INSTRUCTIONS TO FOLLOW ▸
Scan the material below and copy every line holding the word "Quality".

DATASET RECORDS ▸
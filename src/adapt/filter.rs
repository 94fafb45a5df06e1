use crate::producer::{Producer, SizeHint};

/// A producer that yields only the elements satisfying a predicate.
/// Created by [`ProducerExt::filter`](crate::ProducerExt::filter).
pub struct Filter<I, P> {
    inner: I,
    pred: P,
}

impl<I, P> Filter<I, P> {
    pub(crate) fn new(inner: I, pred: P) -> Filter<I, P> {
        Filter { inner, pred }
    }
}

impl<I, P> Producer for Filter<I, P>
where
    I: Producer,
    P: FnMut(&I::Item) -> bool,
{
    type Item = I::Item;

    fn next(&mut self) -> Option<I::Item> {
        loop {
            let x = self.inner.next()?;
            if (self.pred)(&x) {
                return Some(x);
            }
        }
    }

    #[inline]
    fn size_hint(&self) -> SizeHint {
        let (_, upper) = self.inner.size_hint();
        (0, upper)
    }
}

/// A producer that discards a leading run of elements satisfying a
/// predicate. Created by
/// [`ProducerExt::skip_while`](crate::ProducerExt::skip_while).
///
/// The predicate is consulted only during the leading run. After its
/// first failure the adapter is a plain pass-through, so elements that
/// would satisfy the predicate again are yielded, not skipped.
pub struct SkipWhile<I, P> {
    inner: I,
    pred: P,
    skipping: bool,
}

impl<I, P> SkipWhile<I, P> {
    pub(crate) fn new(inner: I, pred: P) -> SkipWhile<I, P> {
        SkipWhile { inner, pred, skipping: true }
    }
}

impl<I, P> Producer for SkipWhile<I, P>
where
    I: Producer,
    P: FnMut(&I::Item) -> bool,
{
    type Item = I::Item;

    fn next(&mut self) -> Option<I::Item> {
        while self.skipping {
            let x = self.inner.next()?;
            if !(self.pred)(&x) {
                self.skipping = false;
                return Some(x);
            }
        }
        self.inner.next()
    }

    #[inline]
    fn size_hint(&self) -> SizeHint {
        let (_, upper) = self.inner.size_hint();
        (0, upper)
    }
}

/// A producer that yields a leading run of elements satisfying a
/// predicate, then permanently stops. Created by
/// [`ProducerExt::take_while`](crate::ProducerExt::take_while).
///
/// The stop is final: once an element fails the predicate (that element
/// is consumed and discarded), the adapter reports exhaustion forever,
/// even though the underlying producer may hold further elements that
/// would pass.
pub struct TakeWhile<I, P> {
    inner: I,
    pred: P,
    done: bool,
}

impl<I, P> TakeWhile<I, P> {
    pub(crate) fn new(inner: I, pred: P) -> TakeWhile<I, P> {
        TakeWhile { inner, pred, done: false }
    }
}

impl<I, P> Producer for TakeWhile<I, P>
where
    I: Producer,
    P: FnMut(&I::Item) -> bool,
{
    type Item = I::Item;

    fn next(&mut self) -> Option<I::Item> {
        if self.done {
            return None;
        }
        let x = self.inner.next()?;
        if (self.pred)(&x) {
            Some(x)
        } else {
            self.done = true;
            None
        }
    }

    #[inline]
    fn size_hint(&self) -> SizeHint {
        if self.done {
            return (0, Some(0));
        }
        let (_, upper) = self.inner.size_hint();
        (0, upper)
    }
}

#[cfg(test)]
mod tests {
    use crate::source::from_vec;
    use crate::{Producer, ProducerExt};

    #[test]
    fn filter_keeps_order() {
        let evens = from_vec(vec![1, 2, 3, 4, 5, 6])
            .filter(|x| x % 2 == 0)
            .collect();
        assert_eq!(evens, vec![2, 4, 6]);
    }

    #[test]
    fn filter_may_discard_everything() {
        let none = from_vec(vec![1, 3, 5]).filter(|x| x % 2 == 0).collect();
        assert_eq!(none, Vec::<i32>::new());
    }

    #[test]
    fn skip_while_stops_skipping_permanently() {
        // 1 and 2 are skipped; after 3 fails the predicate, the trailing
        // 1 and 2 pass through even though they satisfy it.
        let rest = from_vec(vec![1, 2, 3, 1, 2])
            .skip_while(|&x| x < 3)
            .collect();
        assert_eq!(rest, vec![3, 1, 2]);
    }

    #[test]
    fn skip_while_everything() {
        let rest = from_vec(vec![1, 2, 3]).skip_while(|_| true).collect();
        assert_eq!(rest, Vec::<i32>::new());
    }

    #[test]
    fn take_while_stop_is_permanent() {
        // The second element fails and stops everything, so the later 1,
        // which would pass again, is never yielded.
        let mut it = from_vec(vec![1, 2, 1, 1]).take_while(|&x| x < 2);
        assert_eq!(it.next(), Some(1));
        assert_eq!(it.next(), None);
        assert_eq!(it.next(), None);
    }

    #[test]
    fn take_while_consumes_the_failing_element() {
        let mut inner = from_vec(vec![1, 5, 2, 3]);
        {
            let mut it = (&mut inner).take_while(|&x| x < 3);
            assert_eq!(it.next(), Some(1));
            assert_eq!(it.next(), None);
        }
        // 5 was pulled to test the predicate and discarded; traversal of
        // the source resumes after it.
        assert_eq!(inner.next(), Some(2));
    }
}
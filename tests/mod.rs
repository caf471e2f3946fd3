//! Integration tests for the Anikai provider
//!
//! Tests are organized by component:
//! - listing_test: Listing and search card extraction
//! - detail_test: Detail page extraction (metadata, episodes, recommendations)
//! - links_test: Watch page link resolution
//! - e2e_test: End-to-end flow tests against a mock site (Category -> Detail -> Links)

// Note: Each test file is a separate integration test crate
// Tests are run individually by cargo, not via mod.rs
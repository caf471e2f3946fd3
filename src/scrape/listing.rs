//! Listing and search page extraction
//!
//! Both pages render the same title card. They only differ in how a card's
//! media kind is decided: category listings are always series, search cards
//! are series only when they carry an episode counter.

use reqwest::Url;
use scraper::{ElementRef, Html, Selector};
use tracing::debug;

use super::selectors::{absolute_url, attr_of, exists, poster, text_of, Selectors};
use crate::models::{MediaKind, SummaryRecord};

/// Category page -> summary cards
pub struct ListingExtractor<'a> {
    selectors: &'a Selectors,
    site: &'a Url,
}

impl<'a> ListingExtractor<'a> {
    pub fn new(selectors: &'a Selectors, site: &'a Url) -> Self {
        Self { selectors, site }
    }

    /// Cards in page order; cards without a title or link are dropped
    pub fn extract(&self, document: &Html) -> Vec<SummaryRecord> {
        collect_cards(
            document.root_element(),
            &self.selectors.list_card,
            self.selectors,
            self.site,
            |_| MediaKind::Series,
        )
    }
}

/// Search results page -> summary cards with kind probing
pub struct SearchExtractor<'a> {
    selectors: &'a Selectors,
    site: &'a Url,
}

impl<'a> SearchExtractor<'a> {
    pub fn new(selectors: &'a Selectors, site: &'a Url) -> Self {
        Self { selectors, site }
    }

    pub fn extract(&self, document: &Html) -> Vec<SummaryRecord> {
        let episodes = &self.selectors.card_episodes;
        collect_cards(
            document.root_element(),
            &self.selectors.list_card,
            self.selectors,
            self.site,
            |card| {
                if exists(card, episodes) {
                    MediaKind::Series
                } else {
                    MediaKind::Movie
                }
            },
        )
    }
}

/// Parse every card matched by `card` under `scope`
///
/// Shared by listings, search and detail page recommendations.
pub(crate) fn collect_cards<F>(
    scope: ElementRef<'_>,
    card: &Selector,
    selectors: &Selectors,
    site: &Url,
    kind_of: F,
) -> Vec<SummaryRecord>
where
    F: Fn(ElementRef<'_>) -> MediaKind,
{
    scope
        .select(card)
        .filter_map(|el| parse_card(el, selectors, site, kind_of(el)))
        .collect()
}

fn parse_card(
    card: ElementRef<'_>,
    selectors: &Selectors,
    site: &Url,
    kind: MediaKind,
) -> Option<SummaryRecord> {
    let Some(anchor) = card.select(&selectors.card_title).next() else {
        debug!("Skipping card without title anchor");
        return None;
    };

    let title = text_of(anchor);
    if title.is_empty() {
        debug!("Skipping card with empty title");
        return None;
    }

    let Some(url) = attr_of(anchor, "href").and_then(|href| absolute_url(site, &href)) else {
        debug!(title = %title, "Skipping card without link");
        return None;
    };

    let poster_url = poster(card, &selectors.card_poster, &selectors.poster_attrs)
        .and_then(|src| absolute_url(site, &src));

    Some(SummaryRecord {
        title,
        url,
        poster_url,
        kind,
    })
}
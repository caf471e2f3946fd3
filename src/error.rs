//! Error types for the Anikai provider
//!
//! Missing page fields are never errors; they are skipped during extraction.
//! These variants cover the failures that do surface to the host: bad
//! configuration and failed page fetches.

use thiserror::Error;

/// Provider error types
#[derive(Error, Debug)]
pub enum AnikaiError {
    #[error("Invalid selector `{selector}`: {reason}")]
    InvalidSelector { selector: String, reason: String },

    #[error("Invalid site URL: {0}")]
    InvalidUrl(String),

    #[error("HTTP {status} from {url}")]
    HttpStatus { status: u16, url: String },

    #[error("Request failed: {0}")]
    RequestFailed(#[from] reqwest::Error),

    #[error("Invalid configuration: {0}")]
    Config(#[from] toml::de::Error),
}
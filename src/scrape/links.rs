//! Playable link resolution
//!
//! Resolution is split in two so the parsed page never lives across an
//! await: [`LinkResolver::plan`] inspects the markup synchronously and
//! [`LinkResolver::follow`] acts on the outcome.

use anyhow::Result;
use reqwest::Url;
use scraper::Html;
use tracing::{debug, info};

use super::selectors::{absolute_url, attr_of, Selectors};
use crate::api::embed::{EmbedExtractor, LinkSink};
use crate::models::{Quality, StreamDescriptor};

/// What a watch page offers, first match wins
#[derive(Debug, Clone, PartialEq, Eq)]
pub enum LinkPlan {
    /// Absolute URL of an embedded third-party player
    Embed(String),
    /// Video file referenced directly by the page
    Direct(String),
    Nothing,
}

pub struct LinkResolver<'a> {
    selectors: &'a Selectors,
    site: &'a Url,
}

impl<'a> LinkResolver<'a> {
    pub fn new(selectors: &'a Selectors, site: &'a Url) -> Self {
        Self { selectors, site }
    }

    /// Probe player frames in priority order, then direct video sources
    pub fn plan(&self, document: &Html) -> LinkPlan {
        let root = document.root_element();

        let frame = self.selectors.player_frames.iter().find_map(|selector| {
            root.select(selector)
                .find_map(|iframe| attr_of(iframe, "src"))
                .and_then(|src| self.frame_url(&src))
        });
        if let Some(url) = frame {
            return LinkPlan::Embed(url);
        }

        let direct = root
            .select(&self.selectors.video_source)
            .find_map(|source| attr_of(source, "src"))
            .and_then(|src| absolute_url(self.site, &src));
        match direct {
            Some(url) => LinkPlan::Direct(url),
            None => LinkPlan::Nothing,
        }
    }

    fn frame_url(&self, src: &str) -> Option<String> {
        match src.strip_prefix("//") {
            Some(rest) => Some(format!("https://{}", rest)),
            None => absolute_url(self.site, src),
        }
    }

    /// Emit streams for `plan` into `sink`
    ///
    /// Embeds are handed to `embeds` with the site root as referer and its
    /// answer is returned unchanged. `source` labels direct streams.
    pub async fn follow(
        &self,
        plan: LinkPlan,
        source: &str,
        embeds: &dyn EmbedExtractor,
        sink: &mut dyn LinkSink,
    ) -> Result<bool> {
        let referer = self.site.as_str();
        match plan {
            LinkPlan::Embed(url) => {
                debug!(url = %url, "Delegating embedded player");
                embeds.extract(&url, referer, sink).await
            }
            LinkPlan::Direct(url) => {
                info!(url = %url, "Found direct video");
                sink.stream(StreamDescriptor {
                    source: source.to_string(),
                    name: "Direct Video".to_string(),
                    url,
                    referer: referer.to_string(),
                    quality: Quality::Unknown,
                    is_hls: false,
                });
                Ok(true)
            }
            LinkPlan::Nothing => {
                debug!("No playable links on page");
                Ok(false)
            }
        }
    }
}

EXERCISE ANSWER ▸
use crate::models::{Quality, StreamDescriptor};
                    quality: Quality::Unknown,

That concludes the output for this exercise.